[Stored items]
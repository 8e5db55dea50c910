use std::io::Error as IoError;
use std::path::PathBuf;
use std::result::Result as StdResult;

use thiserror::Error;
use toml::de::Error as TomlError;

/// Result type for configuration handling.
pub type Result<T> = StdResult<T, ConfigError>;

/// Invalid target configuration, always detected before any network activity.
#[derive(Debug, Error)]
pub enum ConfigError {
    /// The endpoint URL is missing or blank.
    #[error("Configuration error: 'url' must be provided and non-empty")]
    MissingUrl,

    /// The endpoint URL could not be parsed as an absolute URL.
    #[error("Configuration error: 'url' is not a valid absolute URL ({url}): {reason}")]
    InvalidUrl {
        /// The rejected URL
        url: String,
        /// Parser diagnostic
        reason: String,
    },

    /// The endpoint URL uses a scheme other than http or https.
    #[error("Configuration error: 'url' must use http:// or https://, got '{scheme}' in {url}")]
    UnsupportedScheme {
        /// The rejected URL
        url: String,
        /// The scheme that was found
        scheme: String,
    },

    /// A generated type name is not a valid identifier.
    #[error("Configuration error: '{field}' must be a valid identifier (e.g. MyApi), got '{value}'")]
    InvalidIdentifier {
        /// Configuration field name
        field: &'static str,
        /// The rejected value
        value: String,
    },

    /// The target package/namespace is not a dotted identifier path.
    #[error(
        "Configuration error: '{field}' must be a dotted namespace (e.g. com.example.api), got '{value}'"
    )]
    InvalidNamespace {
        /// Configuration field name
        field: &'static str,
        /// The rejected value
        value: String,
    },

    /// A timeout, retry or backoff value is negative.
    #[error("Configuration error: '{field}' must be >= 0, got {value}")]
    Negative {
        /// Configuration field name
        field: &'static str,
        /// The rejected value
        value: i64,
    },

    /// A numeric value does not fit the range the fetcher supports.
    #[error("Configuration error: '{field}' must be <= {max}, got {value}")]
    TooLarge {
        /// Configuration field name
        field: &'static str,
        /// The rejected value
        value: i64,
        /// Largest accepted value
        max: u64,
    },

    /// The configuration file lists no targets.
    #[error("Configuration error: no targets configured, provide at least one [[targets]] entry")]
    NoTargets,

    /// The configuration file could not be read.
    #[error("Failed to read configuration file {path}: {source}")]
    Read {
        /// File that was being read
        path: PathBuf,
        /// Underlying I/O failure
        source: IoError,
    },

    /// The configuration file is not valid TOML for the target schema.
    #[error("TOML deserialization error: {0}")]
    Toml(#[from] TomlError),
}
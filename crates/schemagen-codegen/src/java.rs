use schemagen_core::{TypeKind, TypeRef};

/// Java reserved words and literals that cannot be used as identifiers.
const RESERVED: [&str; 53] = [
    "abstract", "assert", "boolean", "break", "byte", "case", "catch", "char", "class", "const",
    "continue", "default", "do", "double", "else", "enum", "extends", "final", "finally", "float",
    "for", "goto", "if", "implements", "import", "instanceof", "int", "interface", "long",
    "native", "new", "package", "private", "protected", "public", "return", "short", "static",
    "strictfp", "super", "switch", "synchronized", "this", "throw", "throws", "transient", "try",
    "void", "volatile", "while", "true", "false", "null",
];

/// Java type for a GraphQL type reference. Wrappers are unwrapped, lists
/// become `List<...>`, scalars map to boxed Java types and named types keep
/// their name.
pub fn java_type(type_ref: &TypeRef) -> String {
    match (type_ref.kind, type_ref.of_type.as_deref()) {
        (TypeKind::NonNull, Some(inner)) => java_type(inner),
        (TypeKind::List, Some(inner)) => format!("List<{}>", java_type(inner)),
        (TypeKind::Scalar, _) => scalar_type(type_ref.name.as_deref().unwrap_or_default()).to_owned(),
        _ => type_ref
            .name
            .clone()
            .unwrap_or_else(|| "Object".to_owned()),
    }
}

fn scalar_type(name: &str) -> &'static str {
    match name {
        "Int" => "Integer",
        "Float" => "Double",
        "Boolean" => "Boolean",
        "Long" => "Long",
        "Short" => "Short",
        "Byte" => "Byte",
        "BigDecimal" => "java.math.BigDecimal",
        "BigInteger" => "java.math.BigInteger",
        _ => "String",
    }
}

/// `name`, suffixed with `_` when it is a Java reserved word.
pub fn java_identifier(name: &str) -> String {
    if RESERVED.contains(&name) {
        format!("{name}_")
    } else {
        name.to_owned()
    }
}

/// `name` with its first character upper-cased and the rest untouched.
pub fn upper_first(name: &str) -> String {
    let mut chars = name.chars();
    chars.next().map_or_else(String::new, |first| {
        first.to_uppercase().chain(chars).collect()
    })
}
use std::collections::HashSet;

use tracing::warn;

use crate::diagnostic::RuleId;

/// Rule identifiers whose failures are downgraded instead of blocking.
///
/// Matching is case-insensitive and ignores surrounding whitespace.
#[derive(Debug, Clone, Default, PartialEq, Eq)]
pub struct RuleIgnoreSet {
    /// Normalized (trimmed, upper-case) identifiers
    ids: HashSet<String>,
}

impl RuleIgnoreSet {
    /// Creates an empty set.
    pub fn new() -> Self {
        Self::default()
    }

    /// Number of distinct identifiers held.
    pub fn len(&self) -> usize {
        self.ids.len()
    }

    /// Whether no identifier is held.
    pub fn is_empty(&self) -> bool {
        self.ids.is_empty()
    }

    /// Whether `rule` is ignored.
    pub fn contains(&self, rule: RuleId) -> bool {
        self.ids.contains(rule.as_str())
    }
}

impl<S: AsRef<str>> FromIterator<S> for RuleIgnoreSet {
    fn from_iter<I: IntoIterator<Item = S>>(iter: I) -> Self {
        let mut ids = HashSet::new();
        for raw in iter {
            let id = raw.as_ref().trim().to_ascii_uppercase();
            if id.is_empty() {
                continue;
            }
            if id.parse::<RuleId>().is_err() {
                warn!("Ignore list names unknown validation rule '{id}'");
            }
            ids.insert(id);
        }
        Self { ids }
    }
}
use std::collections::HashMap;

use schemagen_core::{ConfigError, TargetConfig};
use thiserror::Error;
use tokio::task::JoinSet;
use tokio_util::sync::CancellationToken;
use tracing::{error, info};

use crate::error::PipelineError;
use crate::pipeline::{GenerationOutcome, GenerationPipeline};

/// Why one target of a batch failed.
#[derive(Debug, Error)]
pub enum TargetFailure {
    /// Configuration rejected before any I/O
    #[error(transparent)]
    Config(#[from] ConfigError),

    /// Generation run failed
    #[error(transparent)]
    Pipeline(#[from] PipelineError),

    /// Generation task panicked or was aborted
    #[error("generation task aborted: {0}")]
    Aborted(String),
}

/// Failure of one target, tagged with its position in the batch.
#[derive(Debug, Error)]
#[error("Target #{index} ({url}): {source}")]
pub struct TargetError {
    /// Zero-based index of the target
    pub index: usize,
    /// Endpoint as configured
    pub url: String,
    /// Underlying failure
    #[source]
    pub source: TargetFailure,
}

/// Per-target outcome of a batch, in configuration order.
pub type TargetResult = Result<GenerationOutcome, TargetError>;

/// Validates and generates every target concurrently.
///
/// Each target runs on its own task with a clone of `pipeline`; a target that
/// fails validation or generation does not affect the others. The returned
/// vector has one entry per target, in the order given.
pub async fn run_targets(
    pipeline: &GenerationPipeline,
    targets: &[TargetConfig],
    cancel: &CancellationToken,
) -> Vec<TargetResult> {
    let mut results: Vec<Option<TargetResult>> = targets.iter().map(|_| None).collect();
    let mut join_set = JoinSet::new();
    let mut task_targets = HashMap::new();

    for (index, config) in targets.iter().enumerate() {
        let validated = match config.validate() {
            Ok(validated) => validated,
            Err(err) => {
                error!("Target #{index} rejected: {err}");
                results[index] = Some(Err(TargetError {
                    index,
                    url: config.url.clone(),
                    source: err.into(),
                }));
                continue;
            }
        };

        let task_pipeline = pipeline.clone();
        let task_cancel = cancel.clone();
        let url = config.url.clone();
        let handle = join_set.spawn(async move {
            task_pipeline
                .run(&validated, &task_cancel)
                .await
                .map_err(|err| TargetError {
                    index,
                    url,
                    source: err.into(),
                })
        });
        task_targets.insert(handle.id(), index);
    }

    while let Some(joined) = join_set.join_next_with_id().await {
        let (task_id, outcome) = match joined {
            Ok((task_id, outcome)) => (task_id, Ok(outcome)),
            Err(join_err) => (join_err.id(), Err(join_err.to_string())),
        };
        let Some(&index) = task_targets.get(&task_id) else {
            continue;
        };

        let outcome = outcome.unwrap_or_else(|message| {
            Err(TargetError {
                index,
                url: targets[index].url.clone(),
                source: TargetFailure::Aborted(message),
            })
        });
        match &outcome {
            Ok(generated) => info!("Target #{index} generated {}", generated.path.display()),
            Err(err) => error!("{err}"),
        }
        results[index] = Some(outcome);
    }

    results
        .into_iter()
        .zip(targets)
        .enumerate()
        .map(|(index, (slot, config))| {
            slot.unwrap_or_else(|| {
                Err(TargetError {
                    index,
                    url: config.url.clone(),
                    source: TargetFailure::Aborted("task did not report".to_owned()),
                })
            })
        })
        .collect()
}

__PROBLEM DESCRIPTION__. Using the entries above, give back exactly the line containing "pub fn new()", the line containing "in configuration order.", and every line between them, and nothing else.

__ANSWER TO THE PROBLEM__.
    pub fn new() -> Self {
        Self::default()
    }

    /// Number of distinct identifiers held.
    pub fn len(&self) -> usize {
        self.ids.len()
    }

    /// Whether no identifier is held.
    pub fn is_empty(&self) -> bool {
        self.ids.is_empty()
    }

    /// Whether `rule` is ignored.
    pub fn contains(&self, rule: RuleId) -> bool {
        self.ids.contains(rule.as_str())
    }
}

impl<S: AsRef<str>> FromIterator<S> for RuleIgnoreSet {
    fn from_iter<I: IntoIterator<Item = S>>(iter: I) -> Self {
        let mut ids = HashSet::new();
        for raw in iter {
            let id = raw.as_ref().trim().to_ascii_uppercase();
            if id.is_empty() {
                continue;
            }
            if id.parse::<RuleId>().is_err() {
                warn!("Ignore list names unknown validation rule '{id}'");
            }
            ids.insert(id);
        }
        Self { ids }
    }
}
use std::collections::HashMap;

use schemagen_core::{ConfigError, TargetConfig};
use thiserror::Error;
use tokio::task::JoinSet;
use tokio_util::sync::CancellationToken;
use tracing::{error, info};

use crate::error::PipelineError;
use crate::pipeline::{GenerationOutcome, GenerationPipeline};

/// Why one target of a batch failed.
#[derive(Debug, Error)]
pub enum TargetFailure {
    /// Configuration rejected before any I/O
    #[error(transparent)]
    Config(#[from] ConfigError),

    /// Generation run failed
    #[error(transparent)]
    Pipeline(#[from] PipelineError),

    /// Generation task panicked or was aborted
    #[error("generation task aborted: {0}")]
    Aborted(String),
}

/// Failure of one target, tagged with its position in the batch.
#[derive(Debug, Error)]
#[error("Target #{index} ({url}): {source}")]
pub struct TargetError {
    /// Zero-based index of the target
    pub index: usize,
    /// Endpoint as configured
    pub url: String,
    /// Underlying failure
    #[source]
    pub source: TargetFailure,
}

/// Per-target outcome of a batch, in configuration order.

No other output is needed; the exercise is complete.